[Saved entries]
%%
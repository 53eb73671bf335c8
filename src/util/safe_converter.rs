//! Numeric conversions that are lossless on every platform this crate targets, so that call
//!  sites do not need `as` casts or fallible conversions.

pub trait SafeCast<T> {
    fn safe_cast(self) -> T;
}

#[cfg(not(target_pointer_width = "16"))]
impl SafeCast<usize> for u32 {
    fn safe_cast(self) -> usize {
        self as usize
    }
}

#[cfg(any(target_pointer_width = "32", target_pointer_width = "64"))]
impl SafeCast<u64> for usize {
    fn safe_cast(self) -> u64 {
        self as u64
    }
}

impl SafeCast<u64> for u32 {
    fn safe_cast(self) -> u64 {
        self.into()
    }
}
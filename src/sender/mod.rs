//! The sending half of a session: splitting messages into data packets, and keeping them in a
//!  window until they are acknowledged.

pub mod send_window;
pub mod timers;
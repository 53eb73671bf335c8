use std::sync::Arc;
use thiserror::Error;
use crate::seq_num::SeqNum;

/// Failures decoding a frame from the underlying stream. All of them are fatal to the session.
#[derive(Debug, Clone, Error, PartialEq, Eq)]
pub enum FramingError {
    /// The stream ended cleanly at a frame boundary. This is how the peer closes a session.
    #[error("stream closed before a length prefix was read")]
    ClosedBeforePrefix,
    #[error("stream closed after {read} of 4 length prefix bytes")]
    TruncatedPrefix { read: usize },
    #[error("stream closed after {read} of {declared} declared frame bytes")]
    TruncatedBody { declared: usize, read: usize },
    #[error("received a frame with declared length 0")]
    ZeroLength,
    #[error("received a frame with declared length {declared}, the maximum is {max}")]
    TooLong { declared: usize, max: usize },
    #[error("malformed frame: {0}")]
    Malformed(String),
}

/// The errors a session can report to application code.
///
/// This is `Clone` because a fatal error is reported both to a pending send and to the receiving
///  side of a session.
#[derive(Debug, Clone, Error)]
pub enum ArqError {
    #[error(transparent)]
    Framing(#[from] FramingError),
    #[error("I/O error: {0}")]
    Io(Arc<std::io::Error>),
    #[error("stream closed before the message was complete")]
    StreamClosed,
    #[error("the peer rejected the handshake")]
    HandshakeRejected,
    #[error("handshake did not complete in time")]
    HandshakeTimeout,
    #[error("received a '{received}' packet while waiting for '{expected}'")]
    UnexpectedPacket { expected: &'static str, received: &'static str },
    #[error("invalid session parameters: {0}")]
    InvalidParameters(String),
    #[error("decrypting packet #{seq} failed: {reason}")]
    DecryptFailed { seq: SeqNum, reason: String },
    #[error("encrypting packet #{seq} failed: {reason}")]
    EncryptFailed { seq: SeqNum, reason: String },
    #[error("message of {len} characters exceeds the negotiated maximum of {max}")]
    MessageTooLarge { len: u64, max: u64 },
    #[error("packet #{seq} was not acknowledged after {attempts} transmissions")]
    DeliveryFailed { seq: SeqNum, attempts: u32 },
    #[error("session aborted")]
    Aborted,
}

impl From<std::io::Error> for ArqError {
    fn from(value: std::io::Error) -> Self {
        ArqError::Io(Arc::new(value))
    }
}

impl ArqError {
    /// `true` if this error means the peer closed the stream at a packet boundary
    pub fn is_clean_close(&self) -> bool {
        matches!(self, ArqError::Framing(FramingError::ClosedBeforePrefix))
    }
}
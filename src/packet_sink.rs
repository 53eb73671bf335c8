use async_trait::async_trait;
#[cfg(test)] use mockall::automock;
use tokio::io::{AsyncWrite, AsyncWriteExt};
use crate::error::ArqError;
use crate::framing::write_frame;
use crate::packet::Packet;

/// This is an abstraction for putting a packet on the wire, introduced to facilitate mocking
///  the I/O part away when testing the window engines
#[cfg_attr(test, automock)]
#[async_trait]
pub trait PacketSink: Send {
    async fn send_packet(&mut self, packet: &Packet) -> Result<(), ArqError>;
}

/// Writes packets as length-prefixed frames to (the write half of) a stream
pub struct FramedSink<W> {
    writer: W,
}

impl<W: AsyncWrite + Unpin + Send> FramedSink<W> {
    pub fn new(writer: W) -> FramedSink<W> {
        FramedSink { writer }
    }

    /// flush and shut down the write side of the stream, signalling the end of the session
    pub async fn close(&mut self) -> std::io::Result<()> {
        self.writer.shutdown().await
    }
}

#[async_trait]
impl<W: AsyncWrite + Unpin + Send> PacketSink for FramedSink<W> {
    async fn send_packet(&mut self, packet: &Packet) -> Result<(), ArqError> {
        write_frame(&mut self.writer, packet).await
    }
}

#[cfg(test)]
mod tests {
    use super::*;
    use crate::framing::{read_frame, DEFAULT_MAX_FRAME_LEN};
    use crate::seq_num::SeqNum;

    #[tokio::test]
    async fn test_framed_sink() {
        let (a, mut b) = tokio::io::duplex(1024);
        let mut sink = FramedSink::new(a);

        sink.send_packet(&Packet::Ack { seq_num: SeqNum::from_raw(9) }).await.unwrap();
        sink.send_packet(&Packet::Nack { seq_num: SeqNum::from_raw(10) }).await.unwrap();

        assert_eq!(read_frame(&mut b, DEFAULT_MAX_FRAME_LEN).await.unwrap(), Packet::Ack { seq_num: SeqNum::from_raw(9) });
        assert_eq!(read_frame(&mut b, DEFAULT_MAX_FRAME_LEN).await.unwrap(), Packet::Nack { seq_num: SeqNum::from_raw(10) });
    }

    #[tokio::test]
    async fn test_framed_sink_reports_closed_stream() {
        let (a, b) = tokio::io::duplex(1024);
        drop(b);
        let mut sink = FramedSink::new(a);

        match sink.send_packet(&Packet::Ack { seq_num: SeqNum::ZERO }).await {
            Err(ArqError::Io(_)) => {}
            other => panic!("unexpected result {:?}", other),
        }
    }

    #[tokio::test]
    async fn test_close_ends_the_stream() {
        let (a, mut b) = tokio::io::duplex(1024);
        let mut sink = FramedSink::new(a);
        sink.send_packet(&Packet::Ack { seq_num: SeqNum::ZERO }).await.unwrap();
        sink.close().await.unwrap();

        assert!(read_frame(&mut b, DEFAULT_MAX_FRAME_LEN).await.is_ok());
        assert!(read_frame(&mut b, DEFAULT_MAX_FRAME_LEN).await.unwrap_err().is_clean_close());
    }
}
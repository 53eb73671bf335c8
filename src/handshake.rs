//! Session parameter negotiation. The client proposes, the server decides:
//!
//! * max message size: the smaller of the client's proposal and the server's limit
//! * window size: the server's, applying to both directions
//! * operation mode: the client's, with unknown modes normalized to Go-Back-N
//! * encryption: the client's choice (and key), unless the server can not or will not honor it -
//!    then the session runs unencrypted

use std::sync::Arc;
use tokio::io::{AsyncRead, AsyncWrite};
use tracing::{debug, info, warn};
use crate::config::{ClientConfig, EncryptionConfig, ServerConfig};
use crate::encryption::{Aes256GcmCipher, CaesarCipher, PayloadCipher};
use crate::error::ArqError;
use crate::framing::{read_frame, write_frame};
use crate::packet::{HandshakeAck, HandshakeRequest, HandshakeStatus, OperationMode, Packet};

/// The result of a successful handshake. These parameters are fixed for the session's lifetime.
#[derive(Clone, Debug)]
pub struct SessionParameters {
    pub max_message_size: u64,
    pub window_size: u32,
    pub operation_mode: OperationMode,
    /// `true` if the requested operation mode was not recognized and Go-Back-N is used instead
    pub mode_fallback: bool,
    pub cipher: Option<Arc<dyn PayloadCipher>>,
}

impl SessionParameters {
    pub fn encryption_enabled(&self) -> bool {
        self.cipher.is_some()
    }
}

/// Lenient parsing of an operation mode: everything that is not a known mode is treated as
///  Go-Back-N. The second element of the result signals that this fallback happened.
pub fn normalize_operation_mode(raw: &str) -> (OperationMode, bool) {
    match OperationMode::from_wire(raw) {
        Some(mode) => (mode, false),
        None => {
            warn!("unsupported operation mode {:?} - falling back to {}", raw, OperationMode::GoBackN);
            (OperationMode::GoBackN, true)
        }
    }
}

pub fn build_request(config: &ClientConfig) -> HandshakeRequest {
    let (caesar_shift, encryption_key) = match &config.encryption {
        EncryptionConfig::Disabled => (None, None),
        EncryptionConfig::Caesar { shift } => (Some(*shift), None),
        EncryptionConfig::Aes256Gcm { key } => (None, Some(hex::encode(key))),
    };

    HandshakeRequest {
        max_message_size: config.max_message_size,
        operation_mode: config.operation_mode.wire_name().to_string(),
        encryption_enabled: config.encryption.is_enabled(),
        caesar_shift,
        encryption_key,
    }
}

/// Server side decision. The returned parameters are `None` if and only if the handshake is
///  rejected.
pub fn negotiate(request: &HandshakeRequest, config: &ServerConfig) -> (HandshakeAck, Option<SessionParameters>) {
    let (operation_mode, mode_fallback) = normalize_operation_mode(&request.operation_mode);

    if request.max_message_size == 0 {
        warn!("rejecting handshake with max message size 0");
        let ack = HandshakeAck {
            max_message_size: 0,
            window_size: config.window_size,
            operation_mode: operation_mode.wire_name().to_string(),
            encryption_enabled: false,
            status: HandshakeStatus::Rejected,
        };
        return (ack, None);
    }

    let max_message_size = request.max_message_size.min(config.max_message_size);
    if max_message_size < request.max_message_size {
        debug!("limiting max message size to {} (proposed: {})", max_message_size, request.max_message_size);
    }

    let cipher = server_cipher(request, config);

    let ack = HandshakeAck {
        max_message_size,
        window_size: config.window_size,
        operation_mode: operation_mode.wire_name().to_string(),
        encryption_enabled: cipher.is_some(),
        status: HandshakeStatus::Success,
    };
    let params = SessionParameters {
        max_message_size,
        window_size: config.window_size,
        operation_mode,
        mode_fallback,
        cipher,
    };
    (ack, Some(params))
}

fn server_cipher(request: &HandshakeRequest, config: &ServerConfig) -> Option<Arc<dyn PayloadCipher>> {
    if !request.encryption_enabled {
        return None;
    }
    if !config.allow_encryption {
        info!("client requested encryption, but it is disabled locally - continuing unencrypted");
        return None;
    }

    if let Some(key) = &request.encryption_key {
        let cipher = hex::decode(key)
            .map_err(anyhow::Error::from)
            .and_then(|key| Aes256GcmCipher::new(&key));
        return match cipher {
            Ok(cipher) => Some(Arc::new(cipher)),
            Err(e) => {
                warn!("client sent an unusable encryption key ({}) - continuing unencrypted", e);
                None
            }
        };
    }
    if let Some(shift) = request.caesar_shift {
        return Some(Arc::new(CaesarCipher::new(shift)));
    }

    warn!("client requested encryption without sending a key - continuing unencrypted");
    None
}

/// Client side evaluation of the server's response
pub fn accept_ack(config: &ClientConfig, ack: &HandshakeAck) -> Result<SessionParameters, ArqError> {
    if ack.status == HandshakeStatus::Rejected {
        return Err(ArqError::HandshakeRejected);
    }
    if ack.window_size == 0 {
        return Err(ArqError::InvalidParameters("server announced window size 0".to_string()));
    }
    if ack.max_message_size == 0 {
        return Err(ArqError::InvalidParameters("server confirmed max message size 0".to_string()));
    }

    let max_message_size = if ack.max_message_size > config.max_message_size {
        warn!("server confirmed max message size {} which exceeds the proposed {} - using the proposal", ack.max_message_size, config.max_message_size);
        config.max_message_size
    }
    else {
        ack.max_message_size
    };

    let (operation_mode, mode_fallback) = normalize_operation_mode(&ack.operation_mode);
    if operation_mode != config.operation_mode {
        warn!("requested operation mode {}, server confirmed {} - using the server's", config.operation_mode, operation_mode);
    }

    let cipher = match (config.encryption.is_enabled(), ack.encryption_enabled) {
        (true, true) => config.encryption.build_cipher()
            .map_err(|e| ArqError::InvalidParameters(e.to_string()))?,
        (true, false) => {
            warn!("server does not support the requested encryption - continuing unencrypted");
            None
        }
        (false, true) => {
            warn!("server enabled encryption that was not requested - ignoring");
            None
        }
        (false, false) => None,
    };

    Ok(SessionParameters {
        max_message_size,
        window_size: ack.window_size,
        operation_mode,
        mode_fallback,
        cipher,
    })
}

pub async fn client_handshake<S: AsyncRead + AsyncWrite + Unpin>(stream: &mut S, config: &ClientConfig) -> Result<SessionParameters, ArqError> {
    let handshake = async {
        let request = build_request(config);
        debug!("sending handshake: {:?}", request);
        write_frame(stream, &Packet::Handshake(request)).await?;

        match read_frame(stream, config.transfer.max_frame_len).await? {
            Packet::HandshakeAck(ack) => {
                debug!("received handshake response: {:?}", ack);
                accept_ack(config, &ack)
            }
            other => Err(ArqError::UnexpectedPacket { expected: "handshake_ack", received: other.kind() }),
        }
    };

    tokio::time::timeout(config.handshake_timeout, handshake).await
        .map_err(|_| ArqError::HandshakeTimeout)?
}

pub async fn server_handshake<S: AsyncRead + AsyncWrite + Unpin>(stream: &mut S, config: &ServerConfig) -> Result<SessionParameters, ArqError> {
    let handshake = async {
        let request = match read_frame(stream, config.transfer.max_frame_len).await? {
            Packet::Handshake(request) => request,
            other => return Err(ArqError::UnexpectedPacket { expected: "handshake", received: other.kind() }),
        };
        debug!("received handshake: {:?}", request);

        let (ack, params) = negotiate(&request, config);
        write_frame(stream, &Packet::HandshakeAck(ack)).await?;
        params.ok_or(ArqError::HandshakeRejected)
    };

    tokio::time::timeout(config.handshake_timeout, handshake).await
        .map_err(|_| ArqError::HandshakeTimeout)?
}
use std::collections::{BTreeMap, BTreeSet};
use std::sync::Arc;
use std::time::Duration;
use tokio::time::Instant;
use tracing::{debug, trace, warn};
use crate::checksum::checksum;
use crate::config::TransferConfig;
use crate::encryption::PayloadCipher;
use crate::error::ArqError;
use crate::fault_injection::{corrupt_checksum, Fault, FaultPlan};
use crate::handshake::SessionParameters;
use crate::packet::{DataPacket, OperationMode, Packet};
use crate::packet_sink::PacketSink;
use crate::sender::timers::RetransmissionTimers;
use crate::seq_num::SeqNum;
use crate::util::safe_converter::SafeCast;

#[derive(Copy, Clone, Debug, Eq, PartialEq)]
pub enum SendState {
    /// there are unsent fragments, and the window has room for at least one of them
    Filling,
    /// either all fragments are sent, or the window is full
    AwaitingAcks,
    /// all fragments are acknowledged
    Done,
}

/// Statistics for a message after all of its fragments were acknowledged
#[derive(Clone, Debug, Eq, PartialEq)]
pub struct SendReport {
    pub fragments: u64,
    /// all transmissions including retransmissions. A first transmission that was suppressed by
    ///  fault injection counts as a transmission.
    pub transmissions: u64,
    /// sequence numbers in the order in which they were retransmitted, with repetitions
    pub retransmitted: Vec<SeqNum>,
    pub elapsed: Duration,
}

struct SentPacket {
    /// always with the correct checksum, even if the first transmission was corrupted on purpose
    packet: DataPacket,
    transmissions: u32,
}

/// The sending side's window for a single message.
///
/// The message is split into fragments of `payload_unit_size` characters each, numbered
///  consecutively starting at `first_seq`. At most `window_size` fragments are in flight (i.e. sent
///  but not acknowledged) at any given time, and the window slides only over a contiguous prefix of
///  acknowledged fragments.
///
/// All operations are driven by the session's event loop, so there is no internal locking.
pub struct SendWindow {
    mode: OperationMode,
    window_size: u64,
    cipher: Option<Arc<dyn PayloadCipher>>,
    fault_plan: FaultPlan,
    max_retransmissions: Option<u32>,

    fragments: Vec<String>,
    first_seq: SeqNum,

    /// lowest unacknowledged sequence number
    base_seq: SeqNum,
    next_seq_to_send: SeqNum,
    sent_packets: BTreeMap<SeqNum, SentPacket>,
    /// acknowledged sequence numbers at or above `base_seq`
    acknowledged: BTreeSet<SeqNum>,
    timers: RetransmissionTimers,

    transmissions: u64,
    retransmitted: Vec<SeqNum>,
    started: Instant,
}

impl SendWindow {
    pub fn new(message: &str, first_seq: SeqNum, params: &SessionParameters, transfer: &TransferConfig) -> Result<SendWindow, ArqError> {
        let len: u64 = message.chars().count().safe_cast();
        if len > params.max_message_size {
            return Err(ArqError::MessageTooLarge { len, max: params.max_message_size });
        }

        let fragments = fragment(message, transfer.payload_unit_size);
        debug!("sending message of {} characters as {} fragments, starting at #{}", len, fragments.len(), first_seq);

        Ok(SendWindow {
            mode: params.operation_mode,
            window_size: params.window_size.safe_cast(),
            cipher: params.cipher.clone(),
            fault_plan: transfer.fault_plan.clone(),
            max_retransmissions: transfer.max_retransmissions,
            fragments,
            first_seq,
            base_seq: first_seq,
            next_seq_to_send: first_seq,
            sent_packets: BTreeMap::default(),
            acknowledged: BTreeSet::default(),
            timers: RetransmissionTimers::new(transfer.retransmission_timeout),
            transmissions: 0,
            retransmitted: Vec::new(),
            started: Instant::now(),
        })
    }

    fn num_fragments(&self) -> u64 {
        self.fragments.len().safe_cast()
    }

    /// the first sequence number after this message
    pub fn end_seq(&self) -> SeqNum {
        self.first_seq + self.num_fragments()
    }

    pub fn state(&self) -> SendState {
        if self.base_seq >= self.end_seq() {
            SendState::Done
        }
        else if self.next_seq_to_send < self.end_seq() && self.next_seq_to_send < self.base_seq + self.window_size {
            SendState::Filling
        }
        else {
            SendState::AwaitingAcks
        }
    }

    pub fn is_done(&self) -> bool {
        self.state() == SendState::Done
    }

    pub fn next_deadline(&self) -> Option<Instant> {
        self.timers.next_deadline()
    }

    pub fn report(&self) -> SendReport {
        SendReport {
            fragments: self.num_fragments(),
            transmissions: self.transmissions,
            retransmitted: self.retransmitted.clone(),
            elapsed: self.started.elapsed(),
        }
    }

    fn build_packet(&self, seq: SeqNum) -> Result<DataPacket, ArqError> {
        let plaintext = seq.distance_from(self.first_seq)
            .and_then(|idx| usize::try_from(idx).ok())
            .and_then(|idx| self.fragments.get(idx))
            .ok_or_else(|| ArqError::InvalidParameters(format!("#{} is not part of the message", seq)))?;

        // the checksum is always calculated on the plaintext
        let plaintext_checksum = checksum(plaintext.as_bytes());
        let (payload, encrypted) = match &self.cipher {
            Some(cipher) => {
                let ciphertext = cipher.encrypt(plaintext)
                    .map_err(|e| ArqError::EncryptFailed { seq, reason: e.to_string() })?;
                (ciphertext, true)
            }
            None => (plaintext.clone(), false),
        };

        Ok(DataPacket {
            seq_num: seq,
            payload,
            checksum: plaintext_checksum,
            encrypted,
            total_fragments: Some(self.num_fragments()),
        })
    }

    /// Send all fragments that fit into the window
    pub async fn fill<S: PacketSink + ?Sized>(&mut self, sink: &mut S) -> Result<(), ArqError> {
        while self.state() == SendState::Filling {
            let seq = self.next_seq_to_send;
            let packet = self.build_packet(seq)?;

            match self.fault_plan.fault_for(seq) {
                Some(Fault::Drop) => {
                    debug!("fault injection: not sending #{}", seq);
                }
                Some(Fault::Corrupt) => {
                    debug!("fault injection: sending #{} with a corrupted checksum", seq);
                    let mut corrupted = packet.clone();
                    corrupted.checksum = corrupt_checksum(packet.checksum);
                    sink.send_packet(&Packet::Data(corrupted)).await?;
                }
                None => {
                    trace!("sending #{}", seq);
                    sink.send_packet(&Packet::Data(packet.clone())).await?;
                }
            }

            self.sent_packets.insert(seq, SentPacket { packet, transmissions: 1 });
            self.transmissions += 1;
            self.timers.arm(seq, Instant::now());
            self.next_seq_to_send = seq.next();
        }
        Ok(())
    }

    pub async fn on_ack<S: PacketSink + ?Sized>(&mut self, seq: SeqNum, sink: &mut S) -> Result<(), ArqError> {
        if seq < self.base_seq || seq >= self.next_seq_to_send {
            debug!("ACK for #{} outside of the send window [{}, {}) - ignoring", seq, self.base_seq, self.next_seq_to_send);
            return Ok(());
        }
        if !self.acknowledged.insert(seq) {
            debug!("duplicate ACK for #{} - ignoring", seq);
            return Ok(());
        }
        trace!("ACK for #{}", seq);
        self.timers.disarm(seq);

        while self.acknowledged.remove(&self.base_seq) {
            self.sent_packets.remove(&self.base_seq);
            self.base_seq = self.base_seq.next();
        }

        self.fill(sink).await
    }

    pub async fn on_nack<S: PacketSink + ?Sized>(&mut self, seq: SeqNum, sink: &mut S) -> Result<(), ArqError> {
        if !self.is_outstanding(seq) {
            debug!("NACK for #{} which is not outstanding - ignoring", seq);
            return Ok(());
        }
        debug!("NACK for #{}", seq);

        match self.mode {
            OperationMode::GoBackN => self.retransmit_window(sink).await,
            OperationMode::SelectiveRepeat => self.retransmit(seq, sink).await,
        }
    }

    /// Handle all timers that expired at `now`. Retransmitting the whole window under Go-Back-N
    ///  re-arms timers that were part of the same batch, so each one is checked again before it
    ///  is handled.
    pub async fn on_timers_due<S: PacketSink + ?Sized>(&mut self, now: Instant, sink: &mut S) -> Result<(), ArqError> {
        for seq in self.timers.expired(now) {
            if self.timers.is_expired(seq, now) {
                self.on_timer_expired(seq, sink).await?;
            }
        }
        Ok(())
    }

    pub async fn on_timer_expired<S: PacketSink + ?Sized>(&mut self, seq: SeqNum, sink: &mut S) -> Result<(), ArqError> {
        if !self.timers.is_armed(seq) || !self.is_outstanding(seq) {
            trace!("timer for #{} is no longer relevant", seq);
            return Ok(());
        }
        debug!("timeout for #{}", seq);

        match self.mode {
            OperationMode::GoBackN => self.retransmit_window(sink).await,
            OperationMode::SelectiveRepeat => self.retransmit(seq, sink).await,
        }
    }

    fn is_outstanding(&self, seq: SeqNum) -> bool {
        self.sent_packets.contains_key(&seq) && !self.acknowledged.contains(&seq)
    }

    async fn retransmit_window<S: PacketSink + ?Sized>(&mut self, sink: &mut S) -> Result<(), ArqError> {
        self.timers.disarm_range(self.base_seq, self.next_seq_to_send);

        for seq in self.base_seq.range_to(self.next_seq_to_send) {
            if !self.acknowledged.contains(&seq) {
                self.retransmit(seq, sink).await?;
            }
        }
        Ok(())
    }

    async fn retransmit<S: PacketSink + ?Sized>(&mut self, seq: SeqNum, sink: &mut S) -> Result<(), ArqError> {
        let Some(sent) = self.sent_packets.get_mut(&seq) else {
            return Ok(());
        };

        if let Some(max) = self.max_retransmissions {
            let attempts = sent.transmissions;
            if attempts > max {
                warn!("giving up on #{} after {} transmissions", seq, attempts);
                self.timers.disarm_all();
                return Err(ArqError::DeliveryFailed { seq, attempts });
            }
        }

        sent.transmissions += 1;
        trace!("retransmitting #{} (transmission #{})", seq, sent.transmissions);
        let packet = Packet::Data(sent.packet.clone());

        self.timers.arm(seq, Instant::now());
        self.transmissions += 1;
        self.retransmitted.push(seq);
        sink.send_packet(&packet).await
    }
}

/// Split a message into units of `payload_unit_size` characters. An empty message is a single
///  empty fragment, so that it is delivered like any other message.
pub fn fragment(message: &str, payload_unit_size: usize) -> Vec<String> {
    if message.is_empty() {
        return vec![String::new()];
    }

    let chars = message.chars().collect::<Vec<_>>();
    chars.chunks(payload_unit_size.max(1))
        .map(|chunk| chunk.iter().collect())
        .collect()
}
%%
The lines above from the one containing "pub enum ArqError" through the one containing "did not complete" are to be set down exactly, and no others.

* ANSWER SECTION *
pub enum ArqError {
    #[error(transparent)]
    Framing(#[from] FramingError),
    #[error("I/O error: {0}")]
    Io(Arc<std::io::Error>),
    #[error("stream closed before the message was complete")]
    StreamClosed,
    #[error("the peer rejected the handshake")]
    HandshakeRejected,
    #[error("handshake did not complete in time")]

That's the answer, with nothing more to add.